Ce fut un événement : jamais succès littéraire, n’eut cette rapidité foudroyante et ce retentissement. La cour s’arracha le livre : la ville prit feu aussitôt ; puis ce fut le tour de la province : sept ou huit éditions se succédèrent en quelques semaines. Il ne faut pourtant chercher dans ce roman ni intrigue fortement nouée, ni passions dramatiques, ni scènes émouvantes : c’est une succession d’épisodes à peine rattachés les uns aux autres par le fil le plus ténu; c’est une lanterne magique dans laquelle défilent une foule de personnages dont le nom seul est déjà une épigramme, et dont aucun ne peut intéresser; mais n’avoir point lu Vivian Grey, n’en pouvoir nommer les personnages réels, n’en point saisir toutes les malices, c’eût été se donner un brevet de béotisme et se mettre soi-même en dehors de la bonne compagnie. Aussi le livre fit-il fureur, et sept ou huit clés furent publiées par les journaux ou les revues pour venir en aide à la pénétration des lecteurs.

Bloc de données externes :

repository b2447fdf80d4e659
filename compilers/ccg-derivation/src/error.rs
use ccg_category::CategoryError;
use thiserror::Error;

#[derive(Debug, Error)]
pub enum DerivationError {
    #[error(transparent)]
    Category(#[from] CategoryError),

    #[error("no rule combines `{left}` and `{right}` into `{target}`")]
    NoCombination {
        left: String,
        right: String,
        target: String,
    },

    #[error("cannot change `{child}` into `{target}`")]
    NoUnary { child: String, target: String },
}
#![no_std] // The engine types stay usable without std

extern crate alloc;

// Enable std if the feature is active (for tests/tools)
#[cfg(feature = "std")]
extern crate std;

pub mod ids;
pub mod grammar;

// Re-export core types for convenience
pub use ids::{CatId, HeadId, TokenIndex};
pub use grammar::*;

pub mod model;
pub use model::*;

#[cfg(test)]
mod tests {
    use super::*;
    use alloc::string::ToString;
    use alloc::vec;
    use rkyv::{from_bytes, to_bytes};

    #[test]
    fn test_slash_serialization() {
        let original = Slash::Backward;

        let bytes = to_bytes::<_, 256>(&original).expect("Failed to serialize Slash");
        let deserialized: Slash = from_bytes(&bytes).expect("Failed to deserialize Slash");

        assert_eq!(original, deserialized);
    }

    #[test]
    fn test_id_layout() {
        assert_eq!(core::mem::size_of::<CatId>(), 4);
        assert_eq!(core::mem::size_of::<HeadId>(), 4);
        assert_eq!(u32::from(TokenIndex::new(7)), 7);
    }

    #[test]
    fn test_extraction_flags() {
        assert!(!Extraction::default().is_extracted());
        assert!(Extraction::default().is_bounded());
        assert!(Extraction::bounded().is_extracted());
        assert!(Extraction::bounded().is_bounded());
        assert!(!Extraction::unbounded().is_bounded());
        assert_eq!(Extraction::extracted(false), Extraction::unbounded());
    }

    #[test]
    fn test_report_archive() {
        let report = DependencyReport {
            version: 1,
            sentences: vec![SentenceDependencies {
                words: vec!["John".to_string(), "sleeps".to_string()],
                category: "S[dcl]".to_string(),
                dependencies: vec![DependencyTuple {
                    head_index: TokenIndex::new(1),
                    arg_index: TokenIndex::new(0),
                    head_category: "S[dcl]\\NP".to_string(),
                    slot: 1,
                    extracted: false,
                    bounded: true,
                }],
            }],
        };

        let bytes = to_bytes::<_, 1024>(&report).expect("Failed to serialize report");
        let archived = rkyv::check_archived_root::<DependencyReport>(&bytes[..])
            .expect("Archived report failed validation");

        assert_eq!(archived.sentences.len(), 1);
        assert_eq!(archived.sentences[0].dependencies[0].slot, 1);
        assert_eq!(archived.sentences[0].category.as_str(), "S[dcl]");
    }

    #[test]
    fn test_dep_rel_keeps_extraction() {
        let rel = DepRel {
            category: "(NP\\NP)/(S[dcl]\\NP)".to_string(),
            slot: 2,
            extraction: Extraction::unbounded(),
        };

        let bytes = to_bytes::<_, 256>(&rel).expect("Failed to serialize DepRel");
        let back: DepRel = from_bytes(&bytes).expect("Failed to deserialize DepRel");

        assert_eq!(back, rel);
    }
}
mod cli;
mod demo;
mod infra;
mod routes;
mod server;

use party_scheduler::error::AppError;

pub async fn run() -> Result<(), AppError> {
    cli::run().await
}
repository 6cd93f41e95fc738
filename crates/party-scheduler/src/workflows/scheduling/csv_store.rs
use std::collections::BTreeMap;
use std::fs::{self, OpenOptions};
use std::io::{ErrorKind, Read};
use std::path::{Path, PathBuf};
use std::sync::Mutex;

use chrono::NaiveDate;
use tracing::{debug, warn};

use super::domain::{parse_iso_date, ParticipantResponse, PreferenceLevel, Role};
use super::repository::{RepositoryError, ResponseRepository};

const FILE_PREFIX: &str = "response_";
const FILE_SUFFIX: &str = ".csv";
const ROLE_HEADER: &str = "role";
/// Role column header used by Japanese-language response files.
const LOCALIZED_ROLE_HEADER: &str = "役職";

/// Directory of `response_<n>.csv` files, one submission per file. Each file
/// has a `role` column followed by one column per date.
///
/// All calls do blocking file I/O under a mutex; async callers should run
/// them off the runtime threads.
pub struct CsvResponseStore {
    root: PathBuf,
    next_sequence: Mutex<u64>,
}

impl CsvResponseStore {
    /// Open (creating if needed) a response directory and continue its numbering.
    pub fn open<P: AsRef<Path>>(root: P) -> Result<Self, RepositoryError> {
        let root = root.as_ref().to_path_buf();
        fs::create_dir_all(&root)?;

        let last = sequenced_files(&root)?
            .last()
            .map(|(sequence, _)| *sequence)
            .unwrap_or(0);

        Ok(Self {
            root,
            next_sequence: Mutex::new(last + 1),
        })
    }

    pub fn root(&self) -> &Path {
        &self.root
    }

    fn path_for(&self, sequence: u64) -> PathBuf {
        self.root.join(format!("{FILE_PREFIX}{sequence}{FILE_SUFFIX}"))
    }
}

impl ResponseRepository for CsvResponseStore {
    fn append(&self, response: ParticipantResponse) -> Result<u64, RepositoryError> {
        let mut next = self
            .next_sequence
            .lock()
            .map_err(|_| RepositoryError::Unavailable("sequence lock poisoned".to_string()))?;

        // Another writer may already own the next number; skip past it.
        let (sequence, path, file) = loop {
            let sequence = *next;
            let path = self.path_for(sequence);
            match OpenOptions::new().write(true).create_new(true).open(&path) {
                Ok(file) => break (sequence, path, file),
                Err(err) if err.kind() == ErrorKind::AlreadyExists => *next += 1,
                Err(err) => return Err(err.into()),
            }
        };
        *next += 1;

        write_or_discard(file, &path, &response)?;

        debug!(
            sequence,
            path = %path.display(),
            role = response.role.key(),
            "stored response"
        );
        Ok(sequence)
    }

    fn list_all(&self) -> Result<Vec<ParticipantResponse>, RepositoryError> {
        // Holding the lock keeps a half-written file out of the snapshot.
        let _guard = self
            .next_sequence
            .lock()
            .map_err(|_| RepositoryError::Unavailable("sequence lock poisoned".to_string()))?;

        let mut responses = Vec::new();
        for (_, path) in sequenced_files(&self.root)? {
            let file = fs::File::open(&path)?;
            let parsed = parse_responses(file).map_err(|err| match err {
                ParseFailure::Csv(err) => RepositoryError::Csv(err),
                ParseFailure::Invalid(detail) => RepositoryError::Corrupt {
                    file: path.display().to_string(),
                    detail,
                },
            })?;
            responses.extend(parsed);
        }

        Ok(responses)
    }
}

fn sequenced_files(root: &Path) -> Result<Vec<(u64, PathBuf)>, RepositoryError> {
    let mut files = Vec::new();
    for entry in fs::read_dir(root)? {
        let path = entry?.path();
        let sequence = path
            .file_name()
            .and_then(|name| name.to_str())
            .and_then(|name| name.strip_prefix(FILE_PREFIX))
            .and_then(|rest| rest.strip_suffix(FILE_SUFFIX))
            .and_then(|digits| digits.parse::<u64>().ok());

        if let Some(sequence) = sequence {
            files.push((sequence, path));
        }
    }

    files.sort_by_key(|(sequence, _)| *sequence);
    Ok(files)
}

/// Write `response` to the freshly created file at `path`, removing the file
/// again if the write fails so no torn file is left for `list_all`.
fn write_or_discard<W: std::io::Write>(
    writer: W,
    path: &Path,
    response: &ParticipantResponse,
) -> Result<(), RepositoryError> {
    let outcome = write_response(writer, response);
    if outcome.is_err() {
        if let Err(cleanup) = fs::remove_file(path) {
            warn!(
                path = %path.display(),
                error = %cleanup,
                "failed to remove partial response file"
            );
        }
    }
    outcome
}

pub(crate) fn write_response<W: std::io::Write>(
    writer: W,
    response: &ParticipantResponse,
) -> Result<(), RepositoryError> {
    let mut csv_writer = csv::Writer::from_writer(writer);

    let mut header = vec![ROLE_HEADER.to_string()];
    header.extend(response.preferences.keys().map(|date| date.to_string()));
    csv_writer.write_record(&header)?;

    let mut row = vec![response.role.key().to_string()];
    row.extend(response.preferences.values().map(|level| level.key().to_string()));
    csv_writer.write_record(&row)?;

    csv_writer.flush()?;
    Ok(())
}

#[derive(Debug)]
pub(crate) enum ParseFailure {
    Csv(csv::Error),
    Invalid(String),
}

impl From<csv::Error> for ParseFailure {
    fn from(err: csv::Error) -> Self {
        Self::Csv(err)
    }
}

/// Parse every row of a stored response file. Columns that are neither the
/// role column nor a date are skipped; blank cells read as unanswered.
pub(crate) fn parse_responses<R: Read>(
    reader: R,
) -> Result<Vec<ParticipantResponse>, ParseFailure> {
    let mut csv_reader = csv::ReaderBuilder::new()
        .trim(csv::Trim::All)
        .from_reader(reader);
    let headers = csv_reader.headers()?.clone();

    let role_index = headers
        .iter()
        .position(|header| {
            header.eq_ignore_ascii_case(ROLE_HEADER) || header == LOCALIZED_ROLE_HEADER
        })
        .ok_or_else(|| ParseFailure::Invalid("missing role column".to_string()))?;

    let mut date_columns: Vec<(usize, NaiveDate)> = Vec::new();
    for (index, header) in headers.iter().enumerate() {
        if index == role_index {
            continue;
        }
        match parse_iso_date(header) {
            Some(date) => date_columns.push((index, date)),
            None => warn!(column = header, "ignoring non-date column in stored response"),
        }
    }

    let mut responses = Vec::new();
    for record in csv_reader.records() {
        let record = record?;
        let role_cell = record.get(role_index).unwrap_or_default();
        let role = Role::from_label(role_cell)
            .ok_or_else(|| ParseFailure::Invalid(format!("unknown role '{role_cell}'")))?;

        let mut preferences = BTreeMap::new();
        for (index, date) in &date_columns {
            let cell = record.get(*index).unwrap_or_default();
            if cell.is_empty() {
                continue;
            }
            let level = PreferenceLevel::from_label(cell).ok_or_else(|| {
                ParseFailure::Invalid(format!("unknown preference '{cell}' for {date}"))
            })?;
            preferences.insert(*date, level);
        }

        responses.push(ParticipantResponse { role, preferences });
    }

    Ok(responses)
}

#[cfg(test)]
mod tests {
    use super::*;
    use std::io::Cursor;

    fn day(d: u32) -> NaiveDate {
        NaiveDate::from_ymd_opt(2025, 10, d).expect("valid date")
    }

    #[test]
    fn written_rows_parse_back() {
        let response = ParticipantResponse::new(Role::Manager)
            .with_preference(day(1), PreferenceLevel::ProbablyCan)
            .with_preference(day(2), PreferenceLevel::DefinitelyCannot);

        let mut buffer = Vec::new();
        write_response(&mut buffer, &response).expect("write succeeds");
        let text = String::from_utf8(buffer.clone()).expect("utf8");
        assert!(text.starts_with("role,2025-10-01,2025-10-02"));

        let parsed = parse_responses(Cursor::new(buffer)).expect("parse succeeds");
        assert_eq!(parsed, vec![response]);
    }

    #[test]
    fn reads_files_from_the_japanese_form() {
        let csv = "役職,2025-10-01,2025-10-02\n本部長クラス,絶対行ける,たぶん行ける\n";
        let parsed = parse_responses(csv.as_bytes()).expect("parse succeeds");

        assert_eq!(parsed.len(), 1);
        assert_eq!(parsed[0].role, Role::Director);
        assert_eq!(parsed[0].preference(day(1)), PreferenceLevel::DefinitelyCan);
        assert_eq!(parsed[0].preference(day(2)), PreferenceLevel::ProbablyCan);
    }

    #[test]
    fn blank_cells_and_extra_columns_are_tolerated() {
        let csv = "note,role,2025-10-01,2025-10-02\nlate,staff,,probably_can\n";
        let parsed = parse_responses(csv.as_bytes()).expect("parse succeeds");

        assert_eq!(parsed[0].preferences.len(), 1);
        assert_eq!(parsed[0].preference(day(1)), PreferenceLevel::Undecided);
    }

    #[test]
    fn missing_role_column_is_invalid() {
        let csv = "2025-10-01\ndefinitely_can\n";
        match parse_responses(csv.as_bytes()) {
            Err(ParseFailure::Invalid(detail)) => assert!(detail.contains("role")),
            other => panic!("expected invalid file, got {other:?}"),
        }
    }

    #[test]
    fn unknown_preference_is_invalid() {
        let csv = "role,2025-10-01\nstaff,sometimes\n";
        assert!(matches!(
            parse_responses(csv.as_bytes()),
            Err(ParseFailure::Invalid(_))
        ));
    }

    struct BrokenDisk;

    impl std::io::Write for BrokenDisk {
        fn write(&mut self, _buf: &[u8]) -> std::io::Result<usize> {
            Err(std::io::Error::new(ErrorKind::Other, "disk full"))
        }

        fn flush(&mut self) -> std::io::Result<()> {
            Ok(())
        }
    }

    #[test]
    fn failed_writes_leave_no_partial_file() {
        let dir = tempfile::tempdir().expect("temp dir");
        let path = dir.path().join("response_1.csv");
        fs::write(&path, "role,2025-10-01
sta").expect("torn file");

        let response = ParticipantResponse::new(Role::Staff)
            .with_preference(day(1), PreferenceLevel::DefinitelyCan);
        let err = write_or_discard(BrokenDisk, &path, &response).expect_err("write fails");

        assert!(matches!(err, RepositoryError::Io(_) | RepositoryError::Csv(_)));
        assert!(!path.exists());
    }
}
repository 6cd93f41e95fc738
mod common;
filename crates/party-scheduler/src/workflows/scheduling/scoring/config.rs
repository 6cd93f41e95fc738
use std::collections::BTreeMap;

use serde::{Deserialize, Serialize};

use super::super::domain::{ConfigurationError, Role};

/// Role → vote weight table. Weights are positive; a table may omit roles.
#[derive(Debug, Clone, PartialEq, Eq, Serialize, Deserialize)]
#[serde(try_from = "BTreeMap<Role, u32>", into = "BTreeMap<Role, u32>")]
pub struct RoleWeights {
    weights: BTreeMap<Role, u32>,
}

impl RoleWeights {
    pub fn new(entries: impl IntoIterator<Item = (Role, u32)>) -> Result<Self, ConfigurationError> {
        let mut weights = BTreeMap::new();
        for (role, weight) in entries {
            if weight == 0 {
                return Err(ConfigurationError::NonPositiveWeight(role));
            }
            weights.insert(role, weight);
        }

        Ok(Self { weights })
    }

    /// Seniority ladder used by the department: 1 for staff up to 5 for executives.
    pub fn standard() -> Self {
        let weights = Role::ordered()
            .into_iter()
            .zip(1..)
            .collect::<BTreeMap<_, _>>();
        Self { weights }
    }

    pub fn weight(&self, role: Role) -> Option<u32> {
        self.weights.get(&role).copied()
    }

    pub fn require(&self, role: Role) -> Result<u32, ConfigurationError> {
        self.weight(role)
            .ok_or(ConfigurationError::UnknownRole(role))
    }

    pub fn iter(&self) -> impl Iterator<Item = (Role, u32)> + '_ {
        self.weights.iter().map(|(role, weight)| (*role, *weight))
    }
}

impl Default for RoleWeights {
    fn default() -> Self {
        Self::standard()
    }
}

impl TryFrom<BTreeMap<Role, u32>> for RoleWeights {
    type Error = ConfigurationError;

    fn try_from(value: BTreeMap<Role, u32>) -> Result<Self, Self::Error> {
        Self::new(value)
    }
}

impl From<RoleWeights> for BTreeMap<Role, u32> {
    fn from(value: RoleWeights) -> Self {
        value.weights
    }
}
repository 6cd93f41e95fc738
pub mod config;
pub mod error;
pub mod telemetry;
pub mod workflows;
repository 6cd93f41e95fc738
use crate::infra::AppState;
use axum::http::{header, StatusCode};
use axum::response::IntoResponse;
use axum::Extension;
use axum::Json;
use serde_json::json;
use std::sync::Arc;
use party_scheduler::workflows::scheduling::{
    schedule_router, ResponseRepository, SchedulingService,
};

pub(crate) fn with_schedule_routes<R>(service: Arc<SchedulingService<R>>) -> axum::Router
where
    R: ResponseRepository + 'static,
{
    schedule_router(service)
        .route("/health", axum::routing::get(healthcheck))
        .route("/ready", axum::routing::get(readiness_endpoint))
        .route("/metrics", axum::routing::get(metrics_endpoint))
}

pub(crate) async fn healthcheck() -> Json<serde_json::Value> {
    Json(json!({ "status": "ok" }))
}

pub(crate) async fn readiness_endpoint(Extension(state): Extension<AppState>) -> impl IntoResponse {
    let ready = state.readiness.load(std::sync::atomic::Ordering::Relaxed);
    let status = if ready {
        StatusCode::OK
    } else {
        StatusCode::SERVICE_UNAVAILABLE
    };

    let payload = if ready {
        json!({ "status": "ready" })
    } else {
        json!({ "status": "initializing" })
    };

    (status, Json(payload))
}

pub(crate) async fn metrics_endpoint(Extension(state): Extension<AppState>) -> impl IntoResponse {
    (
        StatusCode::OK,
        [(header::CONTENT_TYPE, "text/plain; version=0.0.4")],
        state.metrics.render(),
    )
}

#[cfg(test)]
mod tests {
    use super::*;
    use crate::infra::InMemoryResponseRepository;
    use axum::body::Body;
    use axum::http::Request;
    use chrono::NaiveDate;
    use party_scheduler::workflows::scheduling::{RoleWeights, ScheduleSetup};
    use tower::ServiceExt;

    fn service() -> Arc<SchedulingService<InMemoryResponseRepository>> {
        let start = NaiveDate::from_ymd_opt(2025, 10, 1).expect("valid start date");
        let end = NaiveDate::from_ymd_opt(2025, 10, 3).expect("valid end date");
        let setup = ScheduleSetup::new(start, end, end, "").expect("setup");
        Arc::new(SchedulingService::new(
            setup,
            Arc::new(InMemoryResponseRepository::default()),
            RoleWeights::standard(),
        ))
    }

    #[tokio::test]
    async fn healthcheck_reports_ok() {
        let Json(body) = healthcheck().await;
        assert_eq!(body["status"], "ok");
    }

    #[tokio::test]
    async fn schedule_routes_are_mounted_next_to_health() {
        let router = with_schedule_routes(service());

        let response = router
            .clone()
            .oneshot(
                Request::get("/health")
                    .body(Body::empty())
                    .expect("request builds"),
            )
            .await
            .expect("route executes");
        assert_eq!(response.status(), StatusCode::OK);

        let response = router
            .oneshot(
                Request::get("/api/v1/schedule")
                    .body(Body::empty())
                    .expect("request builds"),
            )
            .await
            .expect("route executes");
        assert_eq!(response.status(), StatusCode::OK);
    }
}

L’auteur s’est toujours défendu d’avoir voulu faire une galerie de portraits, et la multiplicité des clés dues à la malignité contemporaine suffirait elle seule à le justifier. Des portraits où l’on reconnaît plusieurs personnes ne méritent plus ce noM. Le jeune écrivain avait évidemment emprunté aux originaux qu’il avait sous les yeux les différens traits qui lui avaient servi à composer ses personnages : si les grands seigneurs, les femmes à la mode, les hommes politiques qu’il mettait en scène n’avaient ressemblé à personne de la vie réelle, s’ils n’avaient pas eu le ton, les habitudes, les idées qui avaient cours dans les salons, son livre eût été l’esquisse d’un monde imaginaire peuplé d’êtres de fantaisie, il n’eût pas été une peinture fidèle de la haute société anglaise. C’était l’exactitude du tableau, c’était la vérité de l’ensemble qui conduisaient à rechercher des ressemblances de détail, et à disséquer en quelque sorte les personnages du roman pour retrouver la trace des emprunts que l’auteur avait faits au monde réel.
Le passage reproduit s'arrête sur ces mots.